Search This Blog

Sunday, December 21, 2008

Sauces: Recipe

My goodness...there are so many ways to make sauce and to be fair, I'm not sure I repeat my own sauce recipe the same way each time I make it. I do try though, I promise. But this is the sauce I made to go with the calamari I'm serving on Christmas Eve and the Vodka Sauce for the pasta. This is a light marinara sauce and it's delicious. The other is thick and rich and super creamy.

Several mentioned that this was incredible vodka sauce - perhaps the best they'd eaten! If that isn't a fantastic compliment, I don't know what is...


Marinara Sauce
2 28-oz. cans whole plum tomatoes, from San Marzano region
2 small onions, sliced really thin and then chopped very fine
3 gloves of garlic
1 heaping Tbsp. dried oregano
1 heaping Tbsp. dried basil
1 Tsp. Kosher salt
1/4 cup olive oil
2 medium carrots, chopped
2 medium celery stalks, chopped
2 bay leaves

In a food processor, chop well the carrots and celery and set aside. Then in the processor, chop the garlic very well, too, and set aside. Next, in two batches, puree the whole tomatoes by placing them into the processor - without the added juice.
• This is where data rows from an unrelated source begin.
//! Top level items of a program

use crate::block::Block;
use crate::node::{AstNode, NodeKind};
use crate::scope::ScopeId;
use crate::symbol::{DataType, SymbolKind};
use sprout_tokens::spanned::{Span, Spanned};

/// A whole program
#[derive(Debug)]
pub struct Program {
    pub items: Vec<Item>,
    pub span: Span,
}

impl Program {
    /// All function and procedure declarations, in source order
    pub fn functions(&self) -> impl Iterator<Item = &FunctionDecl> {
        self.items.iter().filter_map(|item| match item {
            Item::Function(function) => Some(function),
            Item::Main(_) => None,
        })
    }

    /// The main block, if the program has one
    pub fn main(&self) -> Option<&Block> {
        self.items.iter().find_map(|item| match item {
            Item::Main(block) => Some(block),
            Item::Function(_) => None,
        })
    }
}

impl AstNode for Program {
    fn kind(&self) -> NodeKind {
        NodeKind::Program
    }
}

/// An item at the top of a program
#[derive(Debug)]
pub enum Item {
    Function(FunctionDecl),
    Main(Block),
}

impl Spanned for Item {
    fn span(&self) -> Span {
        match self {
            Item::Function(function) => function.span(),
            Item::Main(block) => block.span(),
        }
    }
}

/// Whether a callable returns a value
#[derive(Debug, Copy, Clone, PartialEq, Eq, Hash)]
pub enum CallableKind {
    Function,
    Procedure,
}

impl CallableKind {
    pub fn symbol_kind(&self) -> SymbolKind {
        match self {
            CallableKind::Function => SymbolKind::Function,
            CallableKind::Procedure => SymbolKind::Procedure,
        }
    }
}

/// A function or procedure declaration.
///
/// `scope` is the private scope holding the parameters and locals, owned by the arena of the
/// translation unit this declaration belongs to.
#[derive(Debug)]
pub struct FunctionDecl {
    pub callable: CallableKind,
    pub name: String,
    /// Only functions have a written return type
    pub return_ty: Option<TypeSpec>,
    pub params: ParamList,
    pub body: Block,
    pub scope: ScopeId,
    pub span: Span,
}

impl FunctionDecl {
    /// The declared return type, `void` for procedures
    pub fn return_data_type(&self) -> DataType {
        self.return_ty
            .as_ref()
            .map(|ty| ty.name.data_type())
            .unwrap_or(DataType::Void)
    }
}

impl AstNode for FunctionDecl {
    fn kind(&self) -> NodeKind {
        match self.callable {
            CallableKind::Function => NodeKind::FunctionDecl,
            CallableKind::Procedure => NodeKind::ProcedureDecl,
        }
    }

    fn value(&self) -> Option<&str> {
        Some(&self.name)
    }
}

/// The parenthesized parameters of a declaration
#[derive(Debug)]
pub struct ParamList {
    pub params: Vec<Param>,
    pub span: Span,
}

impl AstNode for ParamList {
    fn kind(&self) -> NodeKind {
        NodeKind::ParamList
    }
}

/// A single parameter
#[derive(Debug)]
pub struct Param {
    pub ty: TypeSpec,
    pub name: String,
    pub span: Span,
}

impl AstNode for Param {
    fn kind(&self) -> NodeKind {
        NodeKind::Param
    }

    fn value(&self) -> Option<&str> {
        Some(&self.name)
    }
}

/// A type name as written in source
#[derive(Debug, Copy, Clone, PartialEq, Eq, Hash)]
pub enum TypeName {
    Int,
    Float,
}

impl TypeName {
    pub fn data_type(&self) -> DataType {
        match self {
            TypeName::Int => DataType::Integer,
            TypeName::Float => DataType::Float,
        }
    }
}

/// A type marker within a signature
#[derive(Debug)]
pub struct TypeSpec {
    pub name: TypeName,
    pub span: Span,
}

impl AstNode for TypeSpec {
    fn kind(&self) -> NodeKind {
        match self.name {
            TypeName::Int => NodeKind::TypeInt,
            TypeName::Float => NodeKind::TypeFloat,
        }
    }
}

crate::impl_spanned!(Program, FunctionDecl, ParamList, Param, TypeSpec);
In a large pot, heat the oil for about 1-2 minutes or until very hot. Add in the onion and saute well for about 5 minutes over medium heat. Next add in the carrots and celery and saute over medium heat for about 10 minutes. Add in the garlic and saute another 3 minutes. Then add in the herbs and salt and saute another 3 minutes. Finally, add in the tomatoes and bay leaves and mix well. Allow it to simmer for about 1 hour. Mix it a few times while simmering. Serve immediately or set aside and allow it to cool and then place in glass jars. Refrigerate up to three days and warm, gently, before serving.


Vodka Sauce
2 28-oz. cans tomato puree, from San Marzano region
1 large onion, sliced really thin and then chopped very fine
8 oz. prosciutto, finely chopped
5 gloves of garlic
1 heaping Tbsp. dried oregano
1 heaping Tbsp. dried basil
1 Tsp. Kosher salt
1/4 cup olive oil
2 medium carrots, chopped
2 medium celery stalks, chopped
2 bay leaves
1/2 cup vodka
1 cup heavy cream, room temperature

In a food processor, chop well the carrots and celery and set aside. Then in the processor, chop the garlic very well, too, and set aside.
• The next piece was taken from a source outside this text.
//! Drives the sprout front end: reads source files, lexes and parses them, and hands back the
//! checked result or a single error describing why the program was rejected.

mod frontend;
pub use frontend::*;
In a large pot, heat the oil for about 1-2 minutes or until very hot. Add in prosciutto and saute over medium-high heat for about 8 minutes. With a slotted spoon, remove the prosciutto and set aside. In the oil that remains, saute the onion for about 5 minutes over medium heat. Next add in the carrots and celery and saute over medium heat for about 10 minutes. Add in the garlic and saute another 3 minutes. Then add in the herbs and salt and saute another 3 minutes. Add back in about 3/4 of the prosciutto. Finally, add in the tomatoes and bay leaves and mix well. Allow it to simmer for about 1 hour. Mix it a few times while simmering.

If serving immediately: add in the vodka and mix well and allow it to simmer about 20minutes. Then add in heavy cream and mix well and let simmer another 5 minutes and serve.

If not serving immediately: allow sauce to cool and then place in glass jars. Before serving, heat, gently, on the stove and continue with the vodka and cream as directed above.